Does childhood obesity hinder human capital development?

Principal Investigator: Professor Franco Sassi

Funder: Health Foundation

Duration: January 2018 – December 2021

Website: health.org.uk

Aim

To establish the causal pathways that link childhood obesity to human capital development and social outcomes, with a focus on educational attainment, labour market outcomes (employment, wages and sick leave) and indicators of civic participation in three UK cohorts.

Summary

The project will address an important set of research questions on the social and economic impacts of childhood obesity by leveraging some of the most detailed longitudinal data sources available in the UK as well as innovative approaches to assessing causality and the links between health and social outcomes.
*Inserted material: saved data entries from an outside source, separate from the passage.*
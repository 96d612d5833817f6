use std::sync::Mutex;
use std::time::Instant;

use crate::types::Result;
use crate::ErrorKind;

/// Mutable bucket state, guarded by the bucket's own lock.
#[derive(Debug)]
struct BucketState {
    tokens: f64,
    last_refill: f64,
}

/// A continuous-refill token bucket.
///
/// Tokens accrue at `refill_per_second` up to `capacity`; refill is not
/// discretized into ticks, so fractional-second intervals earn fractional
/// credit. [`allow`](TokenBucket::allow) consumes tokens atomically and never
/// blocks; callers that want to wait poll it.
///
/// Time is injectable via [`allow_at`](TokenBucket::allow_at) for
/// deterministic tests. The production path uses a monotonic clock anchored
/// at construction.
#[derive(Debug)]
pub struct TokenBucket {
    capacity: f64,
    refill_per_second: f64,
    epoch: Instant,
    state: Mutex<BucketState>,
}

impl TokenBucket {
    /// Create a bucket that starts full.
    ///
    /// # Errors
    ///
    /// Fails fast with [`ErrorKind::InvalidLimiterConfig`] if `capacity` is
    /// not positive or `refill_per_second` is negative. Invalid parameters
    /// are never silently clamped.
    pub fn new(capacity: f64, refill_per_second: f64) -> Result<Self> {
        if !capacity.is_finite() || capacity <= 0.0 {
            return Err(ErrorKind::InvalidLimiterConfig(format!(
                "capacity must be > 0, got {capacity}"
            )));
        }
        if !refill_per_second.is_finite() || refill_per_second < 0.0 {
            return Err(ErrorKind::InvalidLimiterConfig(format!(
                "refill rate must be >= 0, got {refill_per_second}"
            )));
        }

        Ok(Self {
            capacity,
            refill_per_second,
            epoch: Instant::now(),
            state: Mutex::new(BucketState {
                tokens: capacity,
                last_refill: 0.0,
            }),
        })
    }

    /// Try to take `cost` tokens at the current monotonic time.
    ///
    /// Returns `Ok(true)` if the bucket admitted the request and consumed
    /// the tokens, `Ok(false)` if the balance was insufficient (the balance
    /// is left untouched).
    ///
    /// # Errors
    ///
    /// Returns [`ErrorKind::InvalidCost`] if `cost` is not positive.
    ///
    /// # Panics
    ///
    /// Panics if the bucket lock is poisoned.
    pub fn allow(&self, cost: f64) -> Result<bool> {
        self.allow_at(cost, self.epoch.elapsed().as_secs_f64())
    }

    /// [`allow`](TokenBucket::allow) with an explicit time, in seconds on the
    /// bucket's own timeline. Deterministic variant for tests.
    ///
    /// # Errors
    ///
    /// Returns [`ErrorKind::InvalidCost`] if `cost` is not positive.
    ///
    /// # Panics
    ///
    /// Panics if the bucket lock is poisoned.
    pub fn allow_at(&self, cost: f64, now: f64) -> Result<bool> {
        if !cost.is_finite() || cost <= 0.0 {
            return Err(ErrorKind::InvalidCost(cost));
        }

        let mut state = self.state.lock().unwrap();

        // Refill first. Clock readings are monotonic in production, but an
        // injected `now` may step backwards; earn no credit in that case.
        let elapsed = (now - state.last_refill).max(0.0);
        state.tokens = self
            .capacity
            .min(state.tokens + elapsed * self.refill_per_second);
        state.last_refill = now;

        if state.tokens >= cost {
            state.tokens -= cost;
            Ok(true)
        } else {
            Ok(false)
        }
    }

    /// Maximum token balance.
    #[must_use]
    pub fn capacity(&self) -> f64 {
        self.capacity
    }

    /// Refill rate in tokens per second.
    #[must_use]
    pub fn refill_per_second(&self) -> f64 {
        self.refill_per_second
    }

    #[cfg(test)]
    fn tokens(&self) -> f64 {
        self.state.lock().unwrap().tokens
    }
}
It will do so with a view to making an impact on the actins of key stakeholders involved in addressing the problem. In particular, the study will rely on two national cohort studies reflecting the lives of individuals born in 1958 and 1970, and on a local cohort study of children born in 1991-92 providing a unique set of information based on biomarkers, anthropometric measures, linkages with rich administrative data, along with more traditional survey questions. The study will leverage biomarkers in the latter cohort and genetic information in all three cohorts in a detailed investigation of the causal pathways that link children early life exposures and background socioeconomic status to their likelihood of developing obesity in young age, to the social and economic outcomes associated with childhood obesity. In particular, the study will focus on dimensions of human capital (education and cognitive skills) and returns to human capital, in the form of employment and earnings, as well as forms of civic participation and social engagement.